Notwithstanding the foregoing, for Participants whose employment ceases after 2005, all Plan Years after 1996 (not just the last ten) shall be considered in determining the highest three years of Eligible Pay. All benefits resulting from this change in determining the highest three years of Eligible Pay shall be subject to Code section 409A.

 

  (e) The benefits under this Program are designed to supplement benefits under the Qualified Plans and are therefore to be construed utilizing the same principles and benefit calculation methodologies applicable under the Qualified Plans except where expressly modified.

 

  (f) Benefits under this Program will be calculated without regard to the limits in sections 401(a)(17) and 415 of the Code.

 

F.03 Eligibility. Eligibility for benefits under this Program will be limited to those elected officers of the Company’s Corporate Policy Council, other than Charles H. Noski, designated as “Participants” by the Company’s Board of Directors or Compensation Committee. No Participant will be entitled to any benefits under this Appendix F until he or she becomes Vested under the Qualified Plans, except to the extent provided in Section F.08.

No individuals shall become eligible to participate in the Program after June 2009.

 

F.04 Benefit Amount. A Participant’s total accrued benefit under this Program is his or her gross benefit under (a), reduced by (b) (as modified by (c)), and adjusted under (d). The benefit calculated under this Section F.04 will be subject to the benefit limit under Section F.05.

 

  (a) A Participant’s gross annual benefit under this Program will equal 3.33% x Final Average Salary x months of CPC Service ÷ 12.
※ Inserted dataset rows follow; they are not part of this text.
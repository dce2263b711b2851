//! Per-cell fusion of the four seasonal samples.
//!
//! Input layers are labelled by the northern-hemisphere season they depict.
//! Cells in the southern half of the raster have their seasons swapped so
//! that "summer" always means the local warm half-year.
//!
//! The hemisphere is decided from the cell's row-major index alone: cells
//! before the midpoint of the buffer are northern. No latitude metadata is
//! consulted, so this only matches the equator for an equirectangular map
//! with an even number of rows.

use crate::color::Color;
use crate::error::Result;
use crate::profile::InputColorProfile;

/// Decoded seasonal values for one cell. Values are zero when `ignored`.
#[derive(Debug, Clone, Copy, PartialEq)]
pub struct CellSample {
    /// °C.
    pub temp_summer: f64,
    /// °C.
    pub temp_winter: f64,
    pub precip_summer: f64,
    pub precip_winter: f64,
    pub ignored: bool,
}

impl CellSample {
    pub fn new(temp_summer: f64, temp_winter: f64, precip_summer: f64, precip_winter: f64) -> Self {
        Self { temp_summer, temp_winter, precip_summer, precip_winter, ignored: false }
    }

    pub fn ignored() -> Self {
        Self {
            temp_summer: 0.0,
            temp_winter: 0.0,
            precip_summer: 0.0,
            precip_winter: 0.0,
            ignored: true,
        }
    }
}

#[derive(Debug, Clone, Copy, PartialEq, Eq)]
pub enum Hemisphere {
    Northern,
    Southern,
}

impl Hemisphere {
    /// Northern iff `index < cell_count / 2`.
    #[inline]
    pub fn of_index(index: usize, cell_count: usize) -> Self {
        if index.saturating_mul(2) < cell_count {
            Hemisphere::Northern
        } else {
            Hemisphere::Southern
        }
    }
}

/// Fuses the four decoded samples of a cell using the two input profiles.
#[derive(Debug, Clone, Copy)]
pub struct PixelFuser<'a> {
    temperature: &'a InputColorProfile,
    precipitation: &'a InputColorProfile,
    cell_count: usize,
}

impl<'a> PixelFuser<'a> {
    pub fn new(
        temperature: &'a InputColorProfile,
        precipitation: &'a InputColorProfile,
        cell_count: usize,
    ) -> Self {
        Self { temperature, precipitation, cell_count }
    }

    /// `colors` are `[temp_ns, temp_nw, precip_ns, precip_nw]`, northern-season labelled.
    ///
    /// The cell is ignored if any one of the four colors is ignored by its
    /// profile; otherwise every color must decode or the call fails.
    pub fn fuse(&self, index: usize, colors: [Color; 4]) -> Result<CellSample> {
        let [t_ns, t_nw, p_ns, p_nw] = colors;
        let ignored = self.temperature.is_ignored(t_ns)
            || self.temperature.is_ignored(t_nw)
            || self.precipitation.is_ignored(p_ns)
            || self.precipitation.is_ignored(p_nw);
        if ignored {
            return Ok(CellSample::ignored());
        }

        let decode = |profile: &InputColorProfile, color| -> Result<f64> {
            Ok(profile.value_of(color)?.unwrap_or_default())
        };
        let t_ns = decode(self.temperature, t_ns)?;
        let t_nw = decode(self.temperature, t_nw)?;
        let p_ns = decode(self.precipitation, p_ns)?;
        let p_nw = decode(self.precipitation, p_nw)?;

        Ok(match Hemisphere::of_index(index, self.cell_count) {
            Hemisphere::Northern => CellSample::new(t_ns, t_nw, p_ns, p_nw),
            Hemisphere::Southern => CellSample::new(t_nw, t_ns, p_nw, p_ns),
        })
    }
}
//! Batch driver: four seasonal rasters in, one classification map out.
//!
//! Pipeline per cell:
//!   band extraction → season fusion → classification → output color.
//!
//! Cells are independent. With the `threading` feature they are processed
//! in parallel; results are identical either way. The first failing cell
//! aborts the whole run and no map is returned.

use std::collections::{BTreeMap, HashMap};

use serde::{Deserialize, Serialize};

use crate::bands::BandExtractor;
use crate::classify::{Classification, Mode};
use crate::color::Color;
use crate::error::{Error, Result};
use crate::fuse::PixelFuser;
use crate::mapper::{OutputMapper, UnresolvedPolicy};
use crate::profile::{defaults, InputColorProfile, OutputColorProfile};
use crate::raster::{ColorRaster, Layer};

/// The four input layers, labelled by northern-hemisphere season.
#[derive(Debug, Clone, Copy)]
pub struct SeasonalLayers<'a> {
    pub temp_summer: &'a ColorRaster,
    pub temp_winter: &'a ColorRaster,
    pub precip_summer: &'a ColorRaster,
    pub precip_winter: &'a ColorRaster,
}

impl<'a> SeasonalLayers<'a> {
    /// Layers in [`Layer::ALL`] order.
    pub fn as_array(&self) -> [&'a ColorRaster; 4] {
        [self.temp_summer, self.temp_winter, self.precip_summer, self.precip_winter]
    }

    /// Shared dimensions, or [`Error::DimensionMismatch`] naming the first odd layer.
    pub fn dimensions(&self) -> Result<(u32, u32)> {
        let layers = self.as_array();
        let expected = layers[0].dimensions();
        for (layer, raster) in Layer::ALL.into_iter().zip(layers).skip(1) {
            if raster.dimensions() != expected {
                return Err(Error::DimensionMismatch { layer, expected, actual: raster.dimensions() });
            }
        }
        Ok(expected)
    }
}

/// The three frozen profiles for a run. The output profile fixes the mode.
#[derive(Debug, Clone)]
pub struct Profiles {
    pub temperature: InputColorProfile,
    pub precipitation: InputColorProfile,
    pub output: OutputColorProfile,
}

impl Profiles {
    /// Built-in legends and the built-in output colors for `mode`.
    pub fn defaults(mode: Mode) -> Self {
        Self {
            temperature: defaults::temperature_profile(),
            precipitation: defaults::precipitation_profile(),
            output: defaults::output_profile(mode),
        }
    }

    pub fn mode(&self) -> Mode {
        self.output.mode()
    }
}

/// Number of cells per class in a finished map.
#[derive(Debug, Clone, PartialEq, Eq, Serialize, Deserialize)]
pub struct ClassCounts {
    pub mode: Mode,
    pub ignored: usize,
    pub classes: BTreeMap<String, usize>,
}

impl ClassCounts {
    fn tally(mode: Mode, results: &[Classification]) -> Self {
        let mut per_class: HashMap<Classification, usize> = HashMap::new();
        for r in results {
            *per_class.entry(*r).or_default() += 1;
        }
        let mut ignored = 0;
        let mut classes = BTreeMap::new();
        for (class, n) in per_class {
            match class.code() {
                Some(code) => {
                    classes.insert(code.to_string(), n);
                }
                None => ignored = n,
            }
        }
        Self { mode, ignored, classes }
    }

    pub fn classified(&self) -> usize {
        self.classes.values().sum()
    }
}

/// A finished map: one output color per input cell, row-major.
#[derive(Debug, Clone)]
pub struct ClimateMap {
    pub colors: Vec<Color>,
    pub width: u32,
    pub height: u32,
    pub counts: ClassCounts,
}

impl ClimateMap {
    /// Interleaved RGB bytes, ready for an image encoder.
    pub fn to_rgb_bytes(&self) -> Vec<u8> {
        self.colors.iter().flat_map(|c| c.0).collect()
    }
}

/// Classify every cell of `layers`.
pub fn classify_map(
    layers: &SeasonalLayers<'_>,
    profiles: &Profiles,
    policy: UnresolvedPolicy,
) -> Result<ClimateMap> {
    let (width, height) = layers.dimensions()?;
    let rasters = layers.as_array();
    let extractor = BandExtractor::new(rasters.map(|r| r.channels()))?;
    let cell_count = rasters[0].cell_count();
    let fuser = PixelFuser::new(&profiles.temperature, &profiles.precipitation, cell_count);
    let mapper = OutputMapper::new(&profiles.output, policy);
    let mode = profiles.mode();

    log::debug!(
        "classifying {width}x{height} cells in {mode} mode (band passthrough: {})",
        extractor.is_passthrough()
    );

    let cell = |index: usize| -> Result<(Color, Classification)> {
        let colors = extractor.extract(rasters.map(|r| r.pixel(index)));
        let sample = fuser.fuse(index, colors)?;
        let class = mode.classify(&sample);
        Ok((mapper.map(&class)?, class))
    };

    #[cfg(feature = "threading")]
    let cells: Vec<(Color, Classification)> = {
        use rayon::prelude::*;
        (0..cell_count).into_par_iter().map(cell).collect::<Result<_>>()?
    };
    #[cfg(not(feature = "threading"))]
    let cells: Vec<(Color, Classification)> = (0..cell_count).map(cell).collect::<Result<_>>()?;

    let (colors, classes): (Vec<Color>, Vec<Classification>) = cells.into_iter().unzip();
    let counts = ClassCounts::tally(mode, &classes);
    Ok(ClimateMap { colors, width, height, counts })
}

#[cfg(test)]
mod tests {
    use super::*;
    use crate::raster::Channel;

    const OCEAN: Color = defaults::OCEAN_COLOR;
    // Default legend entries.
    const T25: Color = Color::new(245, 110, 65);
    const T20: Color = Color::new(250, 175, 95);
    const T5: Color = Color::new(230, 245, 150);
    const TM5: Color = Color::new(170, 220, 165);
    const P105: Color = Color::new(105, 70, 200);
    const P2_5: Color = Color::new(20, 20, 20);
    const P300: Color = Color::new(135, 0, 180);

    struct Fixture {
        ts: ColorRaster,
        tw: ColorRaster,
        ps: ColorRaster,
        pw: ColorRaster,
    }

    impl Fixture {
        fn rgb(w: u32, h: u32, cells: [&[Color]; 4]) -> Self {
            let r = |c: &[Color]| ColorRaster::from_colors(w, h, c).unwrap();
            Self { ts: r(cells[0]), tw: r(cells[1]), ps: r(cells[2]), pw: r(cells[3]) }
        }

        fn layers(&self) -> SeasonalLayers<'_> {
            SeasonalLayers {
                temp_summer: &self.ts,
                temp_winter: &self.tw,
                precip_summer: &self.ps,
                precip_winter: &self.pw,
            }
        }
    }

    #[test]
    fn two_row_map_swaps_seasons_in_south() {
        // Row 0 northern, row 1 southern. Summer layer hot and wet, winter cool and dry.
        let f = Fixture::rgb(
            2,
            2,
            [&[T25, T25, T25, T25], &[T5, T5, T5, T5], &[P105; 4], &[P2_5; 4]],
        );
        let map = classify_map(&f.layers(), &Profiles::defaults(Mode::Koppen), UnresolvedPolicy::Fail)
            .unwrap();
        assert_eq!((map.width, map.height), (2, 2));
        // North: ts=25, tw=5, ps=105, pw=2.5 → C, pw < ps*0.1 → w, ts ≥ 22 → a.
        // South: ts=5, tw=25, ps=2.5, pw=105 → C, ps < pw*0.33 and < 40 → s, ts < 13 and tw ≥ 10 → b.
        let out = defaults::output_profile(Mode::Koppen);
        let cwa = out.color_of("Cwa").unwrap();
        let csb = out.color_of("Csb").unwrap();
        assert_eq!(map.colors, vec![cwa, cwa, csb, csb]);
        assert_eq!(map.counts.classes.get("Cwa"), Some(&2));
        assert_eq!(map.counts.classes.get("Csb"), Some(&2));
        assert_eq!(map.counts.classified(), 4);
    }

    #[test]
    fn ocean_cells_paint_ignored_color() {
        let f = Fixture::rgb(
            2,
            1,
            [&[OCEAN, T25], &[T25, T25], &[P300, P300], &[P300, OCEAN]],
        );
        let map = classify_map(&f.layers(), &Profiles::defaults(Mode::Koppen), UnresolvedPolicy::Fail)
            .unwrap();
        assert_eq!(map.colors, vec![OCEAN, OCEAN]);
        assert_eq!(map.counts.ignored, 2);
        assert!(map.counts.classes.is_empty());
    }

    #[test]
    fn holdridge_mode_uses_life_zone_colors() {
        let f = Fixture::rgb(1, 2, [&[T20, TM5], &[TM5, T20], &[P105; 2], &[P105; 2]]);
        let profiles = Profiles::defaults(Mode::Holdridge);
        let map = classify_map(&f.layers(), &profiles, UnresolvedPolicy::Fail).unwrap();
        // Both cells see the same pair of extremes once seasons are swapped.
        assert_eq!(map.colors[0], map.colors[1]);
        assert_eq!(map.counts.mode, Mode::Holdridge);
        assert_eq!(map.counts.classes.len(), 1);
        let (zone, _) = map.counts.classes.iter().next().unwrap();
        assert!(Mode::Holdridge.is_valid_code(zone));
    }

    #[test]
    fn unmapped_color_aborts_whole_batch() {
        let stray = Color::new(1, 2, 3);
        let f = Fixture::rgb(2, 1, [&[T25, T25], &[T25, T25], &[P300, P300], &[P300, stray]]);
        let err = classify_map(&f.layers(), &Profiles::defaults(Mode::Koppen), UnresolvedPolicy::Fail)
            .unwrap_err();
        assert_eq!(err, Error::UnmappedColor(stray));
    }

    #[test]
    fn dimension_mismatch_is_reported() {
        let small = ColorRaster::filled(2, 2, T25);
        let big = ColorRaster::filled(2, 3, T25);
        let layers = SeasonalLayers {
            temp_summer: &small,
            temp_winter: &small,
            precip_summer: &small,
            precip_winter: &big,
        };
        let err = classify_map(&layers, &Profiles::defaults(Mode::Koppen), UnresolvedPolicy::Fail)
            .unwrap_err();
        assert_eq!(
            err,
            Error::DimensionMismatch {
                layer: Layer::PrecipitationNorthernWinter,
                expected: (2, 2),
                actual: (2, 3),
            }
        );
    }

    #[test]
    fn bgr_layers_decode_like_rgb() {
        let ts = ColorRaster::new(1, 1, Channel::layout("BGR"), vec![65, 110, 245]).unwrap();
        let tw = ColorRaster::new(1, 1, Channel::layout("RGBA"), vec![245, 110, 65, 255]).unwrap();
        let p = ColorRaster::filled(1, 1, P300);
        let layers = SeasonalLayers { temp_summer: &ts, temp_winter: &tw, precip_summer: &p, precip_winter: &p };
        let map = classify_map(&layers, &Profiles::defaults(Mode::Koppen), UnresolvedPolicy::Fail).unwrap();
        let af = defaults::output_profile(Mode::Koppen).color_of("Af").unwrap();
        assert_eq!(map.colors, vec![af]);
        assert_eq!(map.to_rgb_bytes(), af.0.to_vec());
    }

    #[test]
    fn luma_layer_is_missing_channels() {
        let gray = ColorRaster::new(1, 1, Channel::layout("L"), vec![7]).unwrap();
        let p = ColorRaster::filled(1, 1, P300);
        let layers = SeasonalLayers { temp_summer: &p, temp_winter: &gray, precip_summer: &p, precip_winter: &p };
        let err = classify_map(&layers, &Profiles::defaults(Mode::Koppen), UnresolvedPolicy::Fail)
            .unwrap_err();
        assert!(matches!(err, Error::MissingChannel { layer: Layer::TemperatureNorthernWinter, .. }));
    }

    #[test]
    fn counts_serialize_to_json() {
        let f = Fixture::rgb(1, 1, [&[T25], &[T25], &[P300], &[P300]]);
        let map = classify_map(&f.layers(), &Profiles::defaults(Mode::Koppen), UnresolvedPolicy::Fail)
            .unwrap();
        let json = serde_json::to_value(&map.counts).unwrap();
        assert_eq!(json["mode"], "koppen");
        assert_eq!(json["classes"]["Af"], 1);
        assert_eq!(json["ignored"], 0);
    }
}
//! Holdridge life-zone lookup.
//!
//! Biotemperature is estimated from the two seasonal extremes by assuming a
//! sinusoidal annual cycle between them, sampled at twelve monthly phase
//! points, with every monthly value bounded to [0, 30] °C. Annual
//! precipitation is six months of each season. Biotemperature selects a
//! latitudinal band; precipitation selects the zone within it.

use crate::fuse::CellSample;
use crate::profile::defaults::HOLDRIDGE_COLORS;

/// Blend weight towards the summer extreme for phase `k = 0..=6`:
/// `(sin(k·π/6 − π/2) + 1) / 2`. Months 7..=11 mirror months 5..=1.
const BLEND: [f64; 7] = [
    0.0,
    0.066_987_298_107_780_68,
    0.25,
    0.5,
    0.75,
    0.933_012_701_892_219_3,
    1.0,
];

/// Ascending annual precipitation thresholds shared by every band.
const PRECIP_THRESHOLDS: [f64; 7] = [125.0, 250.0, 500.0, 1000.0, 2000.0, 4000.0, 8000.0];

const MONTHS_PER_SEASON: f64 = 6.0;

/// Named life zone. Discriminants index [`HOLDRIDGE_COLORS`].
#[derive(Debug, Clone, Copy, PartialEq, Eq, Hash)]
pub enum LifeZone {
    Ice,
    PolarDesert,
    SubpolarDryTundra,
    SubpolarMoistTundra,
    SubpolarWetTundra,
    SubpolarRainTundra,
    BorealDesert,
    BorealDryScrub,
    BorealMoistForest,
    BorealWetForest,
    BorealRainForest,
    CoolTemperateDesert,
    CoolTemperateDesertScrub,
    CoolTemperateSteppe,
    CoolTemperateMoistForest,
    CoolTemperateWetForest,
    CoolTemperateRainForest,
    WarmTemperateDesert,
    WarmTemperateDesertScrub,
    WarmTemperateThornScrub,
    WarmTemperateDryForest,
    WarmTemperateMoistForest,
    WarmTemperateWetForest,
    WarmTemperateRainForest,
    SubtropicalDesert,
    SubtropicalDesertScrub,
    SubtropicalThornWoodland,
    SubtropicalDryForest,
    SubtropicalMoistForest,
    SubtropicalWetForest,
    SubtropicalRainForest,
    TropicalDesert,
    TropicalDesertScrub,
    TropicalThornWoodland,
    TropicalVeryDryForest,
    TropicalDryForest,
    TropicalMoistForest,
    TropicalWetForest,
    TropicalRainForest,
}

impl LifeZone {
    /// Display name, which is also the output profile key.
    pub fn name(self) -> &'static str {
        HOLDRIDGE_COLORS[self as usize].0
    }
}

use LifeZone::*;

/// Biotemperature bands, coldest first: exclusive upper bound and the zones
/// selected by successive precipitation thresholds.
const BANDS: [(f64, &[LifeZone]); 6] = [
    (3.0, &[SubpolarDryTundra, SubpolarMoistTundra, SubpolarWetTundra, SubpolarRainTundra]),
    (6.0, &[BorealDesert, BorealDryScrub, BorealMoistForest, BorealWetForest, BorealRainForest]),
    (
        12.0,
        &[
            CoolTemperateDesert,
            CoolTemperateDesertScrub,
            CoolTemperateSteppe,
            CoolTemperateMoistForest,
            CoolTemperateWetForest,
            CoolTemperateRainForest,
        ],
    ),
    (
        17.0,
        &[
            WarmTemperateDesert,
            WarmTemperateDesertScrub,
            WarmTemperateThornScrub,
            WarmTemperateDryForest,
            WarmTemperateMoistForest,
            WarmTemperateWetForest,
            WarmTemperateRainForest,
        ],
    ),
    (
        24.0,
        &[
            SubtropicalDesert,
            SubtropicalDesertScrub,
            SubtropicalThornWoodland,
            SubtropicalDryForest,
            SubtropicalMoistForest,
            SubtropicalWetForest,
            SubtropicalRainForest,
        ],
    ),
    (
        f64::INFINITY,
        &[
            TropicalDesert,
            TropicalDesertScrub,
            TropicalThornWoodland,
            TropicalVeryDryForest,
            TropicalDryForest,
            TropicalMoistForest,
            TropicalWetForest,
            TropicalRainForest,
        ],
    ),
];

const POLAR_DESERT_LIMIT: f64 = 1.5;

#[inline]
pub fn bound_temperature(t: f64) -> f64 {
    t.clamp(0.0, 30.0)
}

/// Mean of twelve bounded monthly temperatures interpolated between the extremes.
pub fn biotemperature(t_summer: f64, t_winter: f64) -> f64 {
    let span = t_summer - t_winter;
    let total: f64 = BLEND
        .iter()
        .enumerate()
        .map(|(k, w)| {
            let t = bound_temperature(t_winter + w * span);
            // Phases 0 and 6 occur once per year, the others twice.
            if k == 0 || k == BLEND.len() - 1 {
                t
            } else {
                2.0 * t
            }
        })
        .sum();
    total / 12.0
}

pub fn annual_precipitation(precip_summer: f64, precip_winter: f64) -> f64 {
    (precip_summer + precip_winter) * MONTHS_PER_SEASON
}

/// Zone for a biotemperature and annual precipitation estimate.
pub fn life_zone(biotemp: f64, annual_precip: f64) -> LifeZone {
    if biotemp <= 0.0 {
        return Ice;
    }
    if biotemp < POLAR_DESERT_LIMIT {
        return PolarDesert;
    }
    let zones = BANDS
        .iter()
        .find(|(upper, _)| biotemp < *upper)
        .map(|&(_, zones)| zones)
        .unwrap_or(BANDS[BANDS.len() - 1].1);
    let wetter = PRECIP_THRESHOLDS[..zones.len() - 1]
        .iter()
        .take_while(|&&t| annual_precip >= t)
        .count();
    zones[wetter]
}

/// Classify a non-ignored cell.
pub fn classify(cell: &CellSample) -> LifeZone {
    life_zone(
        biotemperature(cell.temp_summer, cell.temp_winter),
        annual_precipitation(cell.precip_summer, cell.precip_winter),
    )
}

#[cfg(test)]
mod tests {
    use super::*;
    use approx::assert_abs_diff_eq;

    #[test]
    fn blend_weights_follow_sine_curve() {
        for (k, &w) in BLEND.iter().enumerate() {
            let phase = k as f64 * std::f64::consts::PI / 6.0 - std::f64::consts::FRAC_PI_2;
            assert_abs_diff_eq!(w, (phase.sin() + 1.0) / 2.0, epsilon = 1e-12);
        }
    }

    #[test]
    fn zone_order_matches_color_table() {
        assert_eq!(TropicalRainForest as usize + 1, HOLDRIDGE_COLORS.len());
        assert_eq!(Ice.name(), "Ice");
        assert_eq!(PolarDesert.name(), "Polar desert");
        assert_eq!(CoolTemperateSteppe.name(), "Cool temperate steppe");
        assert_eq!(WarmTemperateThornScrub.name(), "Warm temperate thorn scrub");
        assert_eq!(TropicalVeryDryForest.name(), "Tropical very dry forest");
        assert_eq!(TropicalRainForest.name(), "Tropical rain forest");
    }

    /// Uniform 30 °C year, 2400 mm: tropical band, [2000, 4000) slot.
    #[test]
    fn tropical_moist_forest_scenario() {
        let cell = CellSample::new(30.0, 30.0, 200.0, 200.0);
        assert_abs_diff_eq!(biotemperature(30.0, 30.0), 30.0, epsilon = 1e-12);
        assert_abs_diff_eq!(annual_precipitation(200.0, 200.0), 2400.0);
        assert_eq!(classify(&cell), TropicalMoistForest);
    }

    #[test]
    fn equal_extremes_give_bounded_value() {
        assert_abs_diff_eq!(biotemperature(12.0, 12.0), 12.0, epsilon = 1e-12);
        assert_abs_diff_eq!(biotemperature(-20.0, -20.0), 0.0);
        assert_abs_diff_eq!(biotemperature(45.0, 45.0), 30.0, epsilon = 1e-12);
    }

    #[test]
    fn biotemperature_is_symmetric_in_extremes() {
        assert_abs_diff_eq!(biotemperature(25.0, -10.0), biotemperature(-10.0, 25.0), epsilon = 1e-12);
    }

    #[test]
    fn biotemperature_discounts_frost() {
        // Mean of the raw cycle is 5 °C, but freezing months count as 0.
        let bt = biotemperature(20.0, -10.0);
        assert!(bt > 5.0, "bounded cycle should exceed the raw mean, got {bt:.3}");
        assert!(bt < 20.0);
    }

    /// Non-decreasing in each extreme and always inside [0, 30].
    #[test]
    fn biotemperature_monotonic_and_bounded() {
        let temps: Vec<f64> = (-50..=50).map(|t| t as f64).collect();
        for &fixed in &[-30.0, -5.0, 0.0, 12.0, 28.0, 40.0] {
            let mut prev_s = f64::NEG_INFINITY;
            let mut prev_w = f64::NEG_INFINITY;
            for &t in &temps {
                let s = biotemperature(t, fixed);
                let w = biotemperature(fixed, t);
                assert!(s >= prev_s - 1e-12, "not monotonic in summer at {t}");
                assert!(w >= prev_w - 1e-12, "not monotonic in winter at {t}");
                assert!((0.0..=30.0).contains(&s) && (0.0..=30.0).contains(&w));
                prev_s = s;
                prev_w = w;
            }
        }
    }

    #[test]
    fn fixed_polar_bands() {
        assert_eq!(life_zone(0.0, 5000.0), Ice);
        assert_eq!(life_zone(1.0, 0.0), PolarDesert);
        assert_eq!(life_zone(1.5, 0.0), SubpolarDryTundra);
    }

    #[test]
    fn threshold_values_fall_into_wetter_zone() {
        assert_eq!(life_zone(2.0, 124.9), SubpolarDryTundra);
        assert_eq!(life_zone(2.0, 125.0), SubpolarMoistTundra);
        assert_eq!(life_zone(2.0, 10_000.0), SubpolarRainTundra);
        assert_eq!(life_zone(5.0, 1000.0), BorealRainForest);
        assert_eq!(life_zone(11.9, 499.0), CoolTemperateSteppe);
        assert_eq!(life_zone(12.0, 499.0), WarmTemperateThornScrub);
        assert_eq!(life_zone(20.0, 4000.0), SubtropicalRainForest);
        assert_eq!(life_zone(24.0, 8000.0), TropicalRainForest);
        assert_eq!(life_zone(26.0, 600.0), TropicalVeryDryForest);
        assert_eq!(life_zone(26.0, 0.0), TropicalDesert);
    }

    #[test]
    fn every_zone_is_reachable() {
        let biotemps = [0.0, 1.0, 2.0, 4.0, 8.0, 14.0, 20.0, 27.0];
        let precips = [0.0, 200.0, 400.0, 800.0, 1500.0, 3000.0, 6000.0, 9000.0];
        let mut seen = std::collections::HashSet::new();
        for &b in &biotemps {
            for &p in &precips {
                seen.insert(life_zone(b, p));
            }
        }
        assert_eq!(seen.len(), HOLDRIDGE_COLORS.len());
    }
}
Effective July 1, 2009, a Participant’s gross annual benefit under this Program will equal the sum of (A), (B) and (C) below:

 

  (A) 3.33% x Final Average Salary x months of CPC Service up to 120 months ÷ 12,

 

  (B) 1.50% x Final Average Salary x months of CPC Service in excess of 120 months up to 240 months ÷ 12, and

 

  (C) 1.00% x Final Average Salary x months of CPC Service in excess of 240 ÷ 12.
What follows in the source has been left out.